Los límites de la empatía

La empatía, ese concepto que refiere a la capacidad de ponerse en los zapatos del otro, está de moda, aunque haya muchos otros que no usen zapatos. Ciertamente es un término que resulta muy conveniente a las sensibilidades de la época, pero la simpatía y la humanidad que refleja este concepto me hacen ruido. Me parece que es imposible ponerse en los zapatos del otro, en el sentido de habitar la piel del otro para entender qué caranchos le pasa, o porqué hace lo que hace.

Lo que somos, lo que sentimos es el resultado no sólo de nuestras emociones, sino y sobre todo de nuestra historia personal, de nuestra cultura, de la clase social, y del contexto en que nos toca vivir. Si alguien quisiera empatizar conmigo tendría que viajar en el tiempo más de cuarenta años y vivir lo que he vivido por más de cuarenta años, tomar las mismas decisiones, vincularse con las mismas personas, experienciar éxitos y fracasos, en definitiva ser yo. Eso es por cierto imposible. Por eso, entiendo que  los profetas del empatismo no deberían ser tan ambiciosos, en cuanto a otorgar cierta capacidad divina  de teletransportación de los sujetos contemporáneos. 

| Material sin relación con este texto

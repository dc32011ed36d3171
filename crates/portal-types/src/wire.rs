use crate::{FieldSelection, LogFilter, StateDiffFilter, TraceFilter, TransactionFilter};
use serde::{de::Error as _, Deserialize, Deserializer, Serialize, Serializer};

/// The `"type"` discriminant of a [`WireRequest`]. Always serializes to and
/// deserializes from the literal string `"evm"`.
#[derive(Debug, Clone, Copy, Default, PartialEq, Eq)]
pub struct EvmKind;

impl Serialize for EvmKind {
    fn serialize<S: Serializer>(&self, serializer: S) -> Result<S::Ok, S::Error> {
        serializer.serialize_str("evm")
    }
}

impl<'de> Deserialize<'de> for EvmKind {
    fn deserialize<D: Deserializer<'de>>(deserializer: D) -> Result<Self, D::Error> {
        let s = String::deserialize(deserializer)?;
        if s == "evm" {
            Ok(Self)
        } else {
            Err(D::Error::custom(format!("expected request type \"evm\", got {s:?}")))
        }
    }
}

/// The JSON body POSTed to `finalized-stream`, one per contiguous range
/// segment produced by the query builder.
#[derive(Debug, Clone, Default, PartialEq, Serialize, Deserialize)]
#[serde(rename_all = "camelCase")]
pub struct WireRequest {
    /// Always `"evm"`.
    #[serde(rename = "type")]
    pub kind: EvmKind,
    /// The first block number to include.
    pub from_block: u64,
    /// The last block number to include, or `None` to stream to the head.
    #[serde(skip_serializing_if = "Option::is_none")]
    pub to_block: Option<u64>,
    /// Which fields the server must include per record kind.
    pub fields: FieldSelection,
    /// Log filters; omitted entirely (not an empty array) when none apply.
    #[serde(skip_serializing_if = "Option::is_none")]
    pub logs: Option<Vec<LogFilter>>,
    /// Transaction filters; omitted entirely when none apply.
    #[serde(skip_serializing_if = "Option::is_none")]
    pub transactions: Option<Vec<TransactionFilter>>,
    /// Trace filters; omitted entirely when none apply.
    #[serde(skip_serializing_if = "Option::is_none")]
    pub traces: Option<Vec<TraceFilter>>,
    /// State-diff filters; omitted entirely when none apply.
    #[serde(skip_serializing_if = "Option::is_none")]
    pub state_diffs: Option<Vec<StateDiffFilter>>,
    /// Whether every block in the range must be returned, even if it
    /// matches no filter.
    #[serde(default, skip_serializing_if = "std::ops::Not::not")]
    pub include_all_blocks: bool,
}
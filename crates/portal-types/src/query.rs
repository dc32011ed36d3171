use crate::{clip, merge, LogFilter, Range, StateDiffFilter, TraceFilter, TransactionFilter};

/// The filters contributed by one `add_*` call (or the fold of several,
/// after merging), attached to a single range.
#[derive(Debug, Clone, Default, PartialEq)]
pub struct RequestPayload {
    /// Accumulated log filters.
    pub logs: Option<Vec<LogFilter>>,
    /// Accumulated transaction filters.
    pub transactions: Option<Vec<TransactionFilter>>,
    /// Accumulated trace filters.
    pub traces: Option<Vec<TraceFilter>>,
    /// Accumulated state-diff filters.
    pub state_diffs: Option<Vec<StateDiffFilter>>,
    /// Whether every block in the range must be returned regardless of match.
    pub include_all_blocks: bool,
}

fn concat_opt<T>(a: Option<Vec<T>>, b: Option<Vec<T>>) -> Option<Vec<T>> {
    match (a, b) {
        (None, None) => None,
        (Some(a), None) => Some(a),
        (None, Some(b)) => Some(b),
        (Some(mut a), Some(b)) => {
            a.extend(b);
            Some(a)
        }
    }
}

impl RequestPayload {
    /// Concatenate the per-kind filter lists of `self` and `other`, in that
    /// order, and OR `include_all_blocks`.
    pub fn concat(self, other: &Self) -> Self {
        Self {
            logs: concat_opt(self.logs, other.logs.clone()),
            transactions: concat_opt(self.transactions, other.transactions.clone()),
            traces: concat_opt(self.traces, other.traces.clone()),
            state_diffs: concat_opt(self.state_diffs, other.state_diffs.clone()),
            include_all_blocks: self.include_all_blocks || other.include_all_blocks,
        }
    }
}

/// One disjoint range and the filters that apply to it.
pub type PerRangeRequest = (Range, RequestPayload);

/// A fully built query: an outer range plus the disjoint, sorted per-range
/// filter segments that cover it.
#[derive(Debug, Clone, PartialEq)]
pub struct Query {
    /// The outer range the query was clipped to.
    pub range: Range,
    /// Disjoint, ascending-sorted per-range requests.
    pub per_range_requests: Vec<PerRangeRequest>,
}

/// Stateful accumulator that merges per-range user filters into a [`Query`].
///
/// Each `add_*` call normalizes its filter's hex arrays to lowercase (see
/// [`crate::filters`]) immediately, so that later merges compare equal
/// strings as equal regardless of the input's original casing.
#[derive(Debug, Clone)]
pub struct QueryBuilder {
    range: Range,
    entries: Vec<PerRangeRequest>,
}

impl Default for QueryBuilder {
    fn default() -> Self {
        Self::new()
    }
}

impl QueryBuilder {
    /// Create a new builder with an unbounded outer range starting at 0.
    pub fn new() -> Self {
        Self { range: Range::from(0), entries: Vec::new() }
    }

    /// Set the outer range the final query is clipped to.
    pub fn set_range(&mut self, range: Range) -> &mut Self {
        self.range = range;
        self
    }

    /// Add a log filter scoped to `range`.
    pub fn add_log(&mut self, filter: LogFilter, range: Range) -> &mut Self {
        self.entries.push((
            range,
            RequestPayload { logs: Some(vec![filter.normalized()]), ..Default::default() },
        ));
        self
    }

    /// Add a transaction filter scoped to `range`.
    pub fn add_transaction(&mut self, filter: TransactionFilter, range: Range) -> &mut Self {
        self.entries.push((
            range,
            RequestPayload {
                transactions: Some(vec![filter.normalized()]),
                ..Default::default()
            },
        ));
        self
    }

    /// Add a trace filter scoped to `range`.
    pub fn add_trace(&mut self, filter: TraceFilter, range: Range) -> &mut Self {
        self.entries.push((
            range,
            RequestPayload { traces: Some(vec![filter.normalized()]), ..Default::default() },
        ));
        self
    }

    /// Add a state-diff filter scoped to `range`.
    pub fn add_state_diff(&mut self, filter: StateDiffFilter, range: Range) -> &mut Self {
        self.entries.push((
            range,
            RequestPayload {
                state_diffs: Some(vec![filter.normalized()]),
                ..Default::default()
            },
        ));
        self
    }

    /// Merge all accumulated entries and clip the result by the outer range.
    pub fn build(&self) -> Query {
        let merged = merge(self.entries.clone(), RequestPayload::concat);
        let per_range_requests = clip(&merged, self.range);
        Query { range: self.range, per_range_requests }
    }
}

En el afán de relacionarnos de buenas con el otro, lo más probable, deseable y sano, que podemos hacer es apenas imaginar, sospechar, hacer hipótesis acerca de lo que el otro siente y/o piensa. Esbozar teorías que nos ayuden a entender, pero sabiendo que nunca serán enteramente la verdad, ni mucho menos ocuparán el lugar del otro. 

No quiero que te pongas en mí lugar para intentar comprenderme, quiero que lo hagas desde tu lugar, desde tus zapatos, sólo así nos entenderemos seres deseablemente humanos y por sobre todo distintos, y diversos. Esta es mí historia, mí lugar en el mundo, en la vida, y en mi tiempo. En ese sentido, es algo único, con toda la plenitud de esa palabra.

Mis infiernos y mis paraísos son míos, me pertenecen. Es un espacio inmensamente pequeño, tanto que no hay lugar para nadie más.